Skocz do zawartości

Rekomendowane odpowiedzi

Opublikowano

Postanowiłem założyć własny temat. I tak zrobię w późniejszym czasie cały opis moich prac, więc nie ma sensu zaśmiecać topicu Romka, za co przepraszam :wink:


I od razu na wstępie mam pytania: Czy takie szczeliny wystarczą do prawidłowego obiegu wody?

tokominoe6.th.jpg


A drugie pytanie:

Czy takie "koryto" wystarczy do uwalniania wody wypadającej z deszczowni?

todeszczownia2ca7.th.jpg


torynienkajb4.th.jpg

Opublikowano

Wymyśliłem już inną możliwość :D Obniżę (w sensie obetnę) górną krawędź tła na odcinku, na którym jest deszczownia. To spowoduje, że nie będzie on wystawał nad lustro wody. Natomiast nad deszczownię, czyli za tym obniżonym odcinkiem, nakleję pasek styropianu odpowiednio ukształtowany i oczywiście pokryty ceresitem. To chyba będzie najlepsza możliwość, jeśli brać pod uwagę cyrkulację przefiltrowanej wody. A o to mi chodzi właśnie :D


rysunektj3.th.jpg


-pisak zielony-wiadomo-tło

-różowy-deszczownia

-przerywana linia-obcięty kawałek

-długopis-docięty kawałek nad deszczownią


Trochę namotane, ale może ktoś mnie zrozumie :D

Opublikowano

Witaj sision, jeśli chodzi o mnie to ja zrobiłbym możliwie jak największe otwory dla prawidłowego obiegu wody bo na pewno ruch wody będziesz miał mniejszy po wsadzeniu tła, tak było u mnie, za bardzo wszystko poukrywałem, filtracja mechaniczna jest słabsza.

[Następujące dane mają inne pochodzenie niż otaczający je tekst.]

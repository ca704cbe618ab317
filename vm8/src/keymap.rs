use sdl2::keyboard::Keycode;

use vm8_core::Key;

/// # Keymap
/// Input is generated with a hexadecimal keypad.
///
/// This original layout is mapped to the left 4 alphanumeric columns.
/// ```text
/// |1|2|3|C|      |1|2|3|4|
/// |4|5|6|D|  ->  |Q|W|E|R|
/// |7|8|9|E|  ->  |A|S|D|F|
/// |A|0|B|F|      |Z|X|C|V|
/// ```
pub fn keymap(key: Keycode) -> Option<Key> {
    let index = match key {
        Keycode::X => 0x0,
        Keycode::Num1 => 0x1,
        Keycode::Num2 => 0x2,
        Keycode::Num3 => 0x3,
        Keycode::Q => 0x4,
        Keycode::W => 0x5,
        Keycode::E => 0x6,
        Keycode::A => 0x7,
        Keycode::S => 0x8,
        Keycode::D => 0x9,
        Keycode::Z => 0xA,
        Keycode::C => 0xB,
        Keycode::Num4 => 0xC,
        Keycode::R => 0xD,
        Keycode::F => 0xE,
        Keycode::V => 0xF,
        _ => return None,
    };
    Key::new(index)
}

#[cfg(test)]
mod tests {
    use super::*;

    #[test]
    fn test_keypad_corners() {
        assert_eq!(keymap(Keycode::Num1), Key::new(0x1));
        assert_eq!(keymap(Keycode::Num4), Key::new(0xC));
        assert_eq!(keymap(Keycode::Z), Key::new(0xA));
        assert_eq!(keymap(Keycode::V), Key::new(0xF));
    }

    #[test]
    fn test_unmapped_keys() {
        assert_eq!(keymap(Keycode::Space), None);
        assert_eq!(keymap(Keycode::Num5), None);
    }
}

Co do deszczownicy- taka szczelina Ci wystarczy, ale nie lepiej tak zrobić byś ruch tafli wody miał możliwie jak największy? Może nie maskuj jej zbytnio.

Opublikowano

Otóż to, zamaskować sprzęt nie powodując spadku jego wydajności :roll: to nie jest łatwe wbrew pozorom. Co do deszczowni, zastosuję chyba drugi sposób, a nad kominem jeszcze posiedzę i pomyślę, gdzie wstawić otwory :D

Opublikowano

Potwierdzam to co napisał M_sobo: u mnie też zauważyłem spadek wydajności filtra mechanicznego i obeigu wody po wsadzeniu tła :( Niestety. Być może to wina złego zaprojektowania tego obiegu przeze mnie, gdyż wlot wewn. i kubła mam w jednej komorze komina, a wylot kubła w drugiej, niższej komorze. Do obu komór woda dochodzi wlaśnie szczelinami imitującymi wlot do grot. W Twoim przypadku Sision będzie na pewno lepiej, gdyż desczownię masz w innym miejscu akwa niż filtr wewnętrzny, a to już wpływa pozytywnie na cyrkulację. Niemniej i tak kombinowałbym by zwiększyć otwory doprowadzające wodę do komina - to na pewno nie zaszkodzi.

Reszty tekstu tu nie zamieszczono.